╭──

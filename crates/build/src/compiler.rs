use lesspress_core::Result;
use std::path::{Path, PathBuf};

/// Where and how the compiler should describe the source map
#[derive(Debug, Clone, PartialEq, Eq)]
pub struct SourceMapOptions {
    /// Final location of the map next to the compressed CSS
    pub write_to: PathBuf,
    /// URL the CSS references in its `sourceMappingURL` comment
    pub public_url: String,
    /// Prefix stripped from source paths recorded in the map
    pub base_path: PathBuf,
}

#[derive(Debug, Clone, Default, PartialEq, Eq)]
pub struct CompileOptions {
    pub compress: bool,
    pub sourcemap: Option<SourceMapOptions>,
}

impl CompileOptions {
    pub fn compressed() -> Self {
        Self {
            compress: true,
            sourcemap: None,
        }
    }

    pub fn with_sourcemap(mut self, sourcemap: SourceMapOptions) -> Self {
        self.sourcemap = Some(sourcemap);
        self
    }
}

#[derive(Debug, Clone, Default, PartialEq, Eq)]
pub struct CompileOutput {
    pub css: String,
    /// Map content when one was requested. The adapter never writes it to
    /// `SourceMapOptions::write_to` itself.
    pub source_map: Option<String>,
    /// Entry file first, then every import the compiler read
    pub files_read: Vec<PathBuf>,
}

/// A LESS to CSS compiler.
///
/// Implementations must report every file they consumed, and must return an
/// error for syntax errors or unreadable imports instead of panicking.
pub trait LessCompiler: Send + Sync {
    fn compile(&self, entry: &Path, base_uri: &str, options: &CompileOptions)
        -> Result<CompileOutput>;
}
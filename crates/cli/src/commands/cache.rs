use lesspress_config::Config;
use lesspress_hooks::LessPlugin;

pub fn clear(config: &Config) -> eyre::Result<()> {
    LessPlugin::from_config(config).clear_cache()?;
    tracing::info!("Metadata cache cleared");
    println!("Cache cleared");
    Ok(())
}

╰──
╭──

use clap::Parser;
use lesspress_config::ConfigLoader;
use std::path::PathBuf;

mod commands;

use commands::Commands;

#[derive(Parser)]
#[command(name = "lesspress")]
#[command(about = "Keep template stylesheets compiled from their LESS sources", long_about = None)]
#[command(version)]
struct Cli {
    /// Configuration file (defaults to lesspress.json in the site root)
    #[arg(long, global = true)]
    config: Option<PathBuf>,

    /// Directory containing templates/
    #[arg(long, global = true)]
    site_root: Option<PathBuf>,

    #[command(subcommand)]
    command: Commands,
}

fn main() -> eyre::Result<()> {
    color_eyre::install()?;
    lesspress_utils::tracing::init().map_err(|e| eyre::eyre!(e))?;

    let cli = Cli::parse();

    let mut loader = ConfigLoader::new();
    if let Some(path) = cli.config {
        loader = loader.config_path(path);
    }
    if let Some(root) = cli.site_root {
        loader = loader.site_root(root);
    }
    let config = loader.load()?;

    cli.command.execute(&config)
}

╰──

In the listing above, find the line with "filename crates/build/src/compiler.rs" and the line with "the compressed CSS"; output exactly those lines and all lines between them.

filename crates/build/src/compiler.rs
use lesspress_core::Result;
use std::path::{Path, PathBuf};

/// Where and how the compiler should describe the source map
#[derive(Debug, Clone, PartialEq, Eq)]
pub struct SourceMapOptions {
    /// Final location of the map next to the compressed CSS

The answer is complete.